▸ What the exercise asks:
Your answer must be a single number: the count of lines in the entries below that hold "with".

▸ Information provided:
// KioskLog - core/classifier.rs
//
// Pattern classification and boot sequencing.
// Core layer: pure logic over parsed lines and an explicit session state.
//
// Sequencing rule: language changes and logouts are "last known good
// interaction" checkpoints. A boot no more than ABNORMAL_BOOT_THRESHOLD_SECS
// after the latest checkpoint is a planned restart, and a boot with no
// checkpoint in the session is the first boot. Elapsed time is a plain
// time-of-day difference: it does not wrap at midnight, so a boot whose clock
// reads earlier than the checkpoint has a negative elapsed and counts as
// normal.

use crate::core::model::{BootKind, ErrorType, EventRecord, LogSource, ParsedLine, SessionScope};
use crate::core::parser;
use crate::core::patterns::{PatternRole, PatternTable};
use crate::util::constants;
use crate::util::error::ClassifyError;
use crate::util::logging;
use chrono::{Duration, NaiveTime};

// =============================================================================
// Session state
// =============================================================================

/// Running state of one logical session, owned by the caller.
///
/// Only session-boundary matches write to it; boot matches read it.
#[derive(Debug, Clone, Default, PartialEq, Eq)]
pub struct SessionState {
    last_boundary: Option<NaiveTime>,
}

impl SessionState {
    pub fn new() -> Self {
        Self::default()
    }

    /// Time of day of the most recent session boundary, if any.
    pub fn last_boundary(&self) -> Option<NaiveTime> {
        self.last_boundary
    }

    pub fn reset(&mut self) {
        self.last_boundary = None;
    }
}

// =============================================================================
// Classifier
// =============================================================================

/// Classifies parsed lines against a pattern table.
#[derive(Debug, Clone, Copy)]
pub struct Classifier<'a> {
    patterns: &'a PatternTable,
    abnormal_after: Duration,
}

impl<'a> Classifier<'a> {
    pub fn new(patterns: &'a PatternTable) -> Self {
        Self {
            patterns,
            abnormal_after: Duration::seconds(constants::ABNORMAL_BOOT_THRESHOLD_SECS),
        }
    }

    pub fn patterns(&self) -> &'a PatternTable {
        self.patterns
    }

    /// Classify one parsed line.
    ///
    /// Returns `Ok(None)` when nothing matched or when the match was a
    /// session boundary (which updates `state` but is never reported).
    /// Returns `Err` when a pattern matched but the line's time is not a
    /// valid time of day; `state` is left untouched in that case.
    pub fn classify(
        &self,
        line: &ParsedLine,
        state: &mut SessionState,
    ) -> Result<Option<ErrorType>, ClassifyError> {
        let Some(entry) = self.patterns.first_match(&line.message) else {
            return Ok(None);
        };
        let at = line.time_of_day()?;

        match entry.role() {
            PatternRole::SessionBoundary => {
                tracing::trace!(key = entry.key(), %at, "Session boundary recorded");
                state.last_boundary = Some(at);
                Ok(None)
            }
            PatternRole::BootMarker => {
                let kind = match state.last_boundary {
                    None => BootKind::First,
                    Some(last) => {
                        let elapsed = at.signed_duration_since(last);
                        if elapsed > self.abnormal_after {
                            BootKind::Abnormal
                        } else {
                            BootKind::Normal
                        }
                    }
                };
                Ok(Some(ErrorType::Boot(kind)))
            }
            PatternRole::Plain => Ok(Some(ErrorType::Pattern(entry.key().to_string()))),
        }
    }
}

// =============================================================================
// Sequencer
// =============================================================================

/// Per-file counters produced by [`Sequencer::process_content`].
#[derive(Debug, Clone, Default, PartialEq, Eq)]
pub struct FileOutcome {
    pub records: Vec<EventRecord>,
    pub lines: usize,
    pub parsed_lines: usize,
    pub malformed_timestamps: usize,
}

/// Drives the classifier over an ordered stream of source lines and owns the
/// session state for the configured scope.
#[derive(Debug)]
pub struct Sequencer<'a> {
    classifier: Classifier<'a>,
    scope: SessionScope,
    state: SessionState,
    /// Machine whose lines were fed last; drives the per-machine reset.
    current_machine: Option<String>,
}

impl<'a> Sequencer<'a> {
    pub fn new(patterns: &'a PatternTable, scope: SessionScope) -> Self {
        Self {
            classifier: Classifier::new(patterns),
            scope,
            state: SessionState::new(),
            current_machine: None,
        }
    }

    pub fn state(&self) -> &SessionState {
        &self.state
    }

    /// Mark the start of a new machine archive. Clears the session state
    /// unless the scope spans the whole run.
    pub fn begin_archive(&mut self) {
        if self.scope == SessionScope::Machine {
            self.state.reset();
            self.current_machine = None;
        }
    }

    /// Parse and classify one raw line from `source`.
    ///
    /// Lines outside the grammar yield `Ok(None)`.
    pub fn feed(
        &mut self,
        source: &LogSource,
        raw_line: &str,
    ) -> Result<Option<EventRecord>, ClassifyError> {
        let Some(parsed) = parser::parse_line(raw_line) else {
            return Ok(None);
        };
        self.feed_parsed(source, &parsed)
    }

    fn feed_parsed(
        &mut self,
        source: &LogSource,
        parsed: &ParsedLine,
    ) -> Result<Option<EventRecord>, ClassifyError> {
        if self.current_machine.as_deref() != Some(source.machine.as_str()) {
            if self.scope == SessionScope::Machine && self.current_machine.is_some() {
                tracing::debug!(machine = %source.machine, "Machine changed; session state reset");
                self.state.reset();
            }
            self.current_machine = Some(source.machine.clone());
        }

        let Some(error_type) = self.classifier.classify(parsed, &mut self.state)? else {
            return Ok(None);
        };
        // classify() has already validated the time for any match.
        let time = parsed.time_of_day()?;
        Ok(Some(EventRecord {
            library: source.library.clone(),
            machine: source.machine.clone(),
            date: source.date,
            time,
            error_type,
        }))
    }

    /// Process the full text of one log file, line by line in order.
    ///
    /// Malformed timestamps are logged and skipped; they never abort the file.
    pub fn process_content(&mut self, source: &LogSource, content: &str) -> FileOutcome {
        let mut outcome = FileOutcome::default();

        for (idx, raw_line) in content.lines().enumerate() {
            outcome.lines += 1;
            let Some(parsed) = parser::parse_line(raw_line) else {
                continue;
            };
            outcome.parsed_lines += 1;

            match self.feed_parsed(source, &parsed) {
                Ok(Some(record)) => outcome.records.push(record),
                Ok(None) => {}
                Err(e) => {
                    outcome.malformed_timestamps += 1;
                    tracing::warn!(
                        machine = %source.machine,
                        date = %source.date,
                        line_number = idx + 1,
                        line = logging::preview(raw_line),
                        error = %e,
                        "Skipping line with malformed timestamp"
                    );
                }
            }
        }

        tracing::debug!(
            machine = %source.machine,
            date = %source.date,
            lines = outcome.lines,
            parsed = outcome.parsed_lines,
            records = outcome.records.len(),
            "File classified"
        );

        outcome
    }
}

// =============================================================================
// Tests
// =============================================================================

▸ Problem solution:
2